The only substantiated complaint against Thompson happened in 2015 when he called Georgia resident Sean Wood a “dumbass for wrecking” after Wood hydroplaned off the road and totaled his car, an internal investigation found.

A captain determined that Thompson was “unprofessional” and wrote to Wood, “You describe TFC Thompson’s entire demeanor as uncaring and I would have to agree that he could have definitely shown more compassion and empathy …”

Thompson was coached on his behavior, records show.

An internal memo from the captain to a major said that while he wasn’t trying to make an excuse for Thompson, the trooper had worked five crashes that day with another two pending.

Wood, who is White, recently saw the news about Thompson’s arrest.

“One thing I can say, his demeanor and attitude that day kind of gave us a very strange vibe …,” he told CNN. “It came off to us that he was on a power trip.”

The shooting has left this town on edge

Francys Johnson, Statesboro civil rights attorney and co-counsel for the Julian Lewis family, at a caravan in downtown Sylvania on Saturday, September 19, 2020.
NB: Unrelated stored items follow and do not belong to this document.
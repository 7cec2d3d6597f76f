//! config.rs — `config.toml` structure
//!
//! Every section and key is optional; missing ones take the defaults below,
//! which match the embedded `config.toml`.

use std::collections::HashMap;
use std::path::PathBuf;

use serde::Deserialize;

use crate::geo::PlaceBook;
use crate::ranking::RankPolicy;
use crate::tick_sim::{SimSettings, DEFAULT_ACCEL_STEP_MPH, DEFAULT_TICK_COUNT, IDLE_DURATION_SECONDS};
use crate::weather::DEFAULT_MAX_WIND_MPH;

/// Shipped defaults, used when no config file is found.
pub const DEFAULT_CONFIG: &str = include_str!("../config.toml");

#[derive(Debug, Clone, Default, Deserialize)]
#[serde(default)]
pub struct FullConfig {
    pub simulation: SimulationConfig,
    pub mission: MissionConfig,
    pub weather: WeatherConfig,
    pub telemetry: TelemetryConfig,
    /// Named points: `name = [lat, lon]`
    pub places: HashMap<String, [f64; 2]>,
}

#[derive(Debug, Clone, Deserialize)]
#[serde(default)]
pub struct SimulationConfig {
    pub tick_count: usize,
    /// Real-time delay between rendered ticks
    pub tick_interval_ms: u64,
    pub accel_step_mph: f64,
    pub idle_duration_s: f64,
    pub rank_policy: RankPolicy,
}

impl Default for SimulationConfig {
    fn default() -> Self {
        Self {
            tick_count: DEFAULT_TICK_COUNT,
            tick_interval_ms: 160,
            accel_step_mph: DEFAULT_ACCEL_STEP_MPH,
            idle_duration_s: IDLE_DURATION_SECONDS,
            rank_policy: RankPolicy::FastestFirst,
        }
    }
}

impl SimulationConfig {
    pub fn settings(&self) -> SimSettings {
        SimSettings {
            tick_count: self.tick_count,
            accel_step_mph: self.accel_step_mph,
            idle_duration_seconds: self.idle_duration_s,
        }
    }
}

#[derive(Debug, Clone, Default, Deserialize)]
#[serde(default)]
pub struct MissionConfig {
    pub burst: bool,
    pub fleet_path: Option<PathBuf>,
    pub base: Option<String>,
    pub target: Option<String>,
}

#[derive(Debug, Clone, Deserialize)]
#[serde(default)]
pub struct WeatherConfig {
    pub max_wind_mph: u32,
}

impl Default for WeatherConfig {
    fn default() -> Self {
        Self { max_wind_mph: DEFAULT_MAX_WIND_MPH }
    }
}

#[derive(Debug, Clone, Default, Deserialize)]
#[serde(default)]
pub struct TelemetryConfig {
    /// 0 disables the WebSocket feed
    pub ws_port: u16,
}

impl FullConfig {
    pub fn parse(text: &str) -> Result<Self, toml::de::Error> {
        toml::from_str(text)
    }

    pub fn place_book(&self) -> PlaceBook {
        PlaceBook::from_pairs(self.places.iter().map(|(k, v)| (k.as_str(), *v)))
    }
}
The national reckoning over race and policing, which has sparked months of protests and fueled anger between law enforcement and Black Lives Matter supporters, hasn’t spared Screven County. The community is about two hours north of Glynn County, where in February jogger Ahmaud Arbery was chased by two White men and shot dead.

But it doesn’t mean folks in Screven want to join the conversation.

Lewis’s shooting has “everybody on edge,” said Fire Department Chief Harvey Cryder.

“People are just walking very lightly and trying not to comment on anything. People have disconnected and got off Facebook,” he said. “If you say you support him then you don’t support Black people but if you support Black Lives Matter, then you’re wrong, too.”

To some there, Thompson is considered, as one person described, a “local son,” a kindhearted churchgoing father who comes from a well-respected family.

CNN tried to reach Thompson’s parents without success. His wife declined to be interviewed.

At Thompson’s bond hearing, his defense attorney presented 50 letters from supporters, including a former mayor from the area and numerous law enforcement professionals. They exulted Thompson as compassionate and selfless.

Even some who Thompson had pulled over wanted the judge to know that he was kind and fair.

And two felons who had been on fire department work programs weighed in, one gushing that Thompson had helped him “grow not only as a firefighter but as a human being.”

A man who said he was one of only two Black deputies in adjacent Jenkins County wrote, “Jake never showed any tendencies of being racist.”

It seemed unfathomable to them that what happened the night of August 7 was anything more than Thompson defending himself.

They struggle to picture where he is now, sitting in a cell.

Separated from violent inmates, Thompson bunks with low-level offenders, guys who have odd jobs around the jail.

His family visits. So do troopers.

Sometimes he’s allowed outside for a couple hours, able to walk around a concrete enclosure.

He is kept from the unrest stirring outside those walls. On a recent Saturday, in downtown Sylvania, Betty Lewis, her attorney and others gathered in front of city hall and held a peaceful protest, demanding that video of her husband’s shooting be released. Marchers held their fists aloft; one carried a sign of the American flag with dozens of white strips of paper fluttering in the breeze. On each read the name of a Black person killed by law enforcement.

Men, who were not law enforcement, showed up too, some with long guns and wearing camouflage. Johnson, the family attorney, had his own armed bodyguards because, he said, he’d received death threats.

“What we were looking for was justice … I just felt what they trying to do (was) intimidate us,” Lewis said.

“We campaigned that day for the videos and tapes of Julian, which I feel we have a right to,” she continued. “I’m angry about it … we shouldn’t have to beg.”

“I need some type of closure here … There was no reason why Julian had to die that way.”

CNN’s Majlie de Puy Kamp contributed to this report.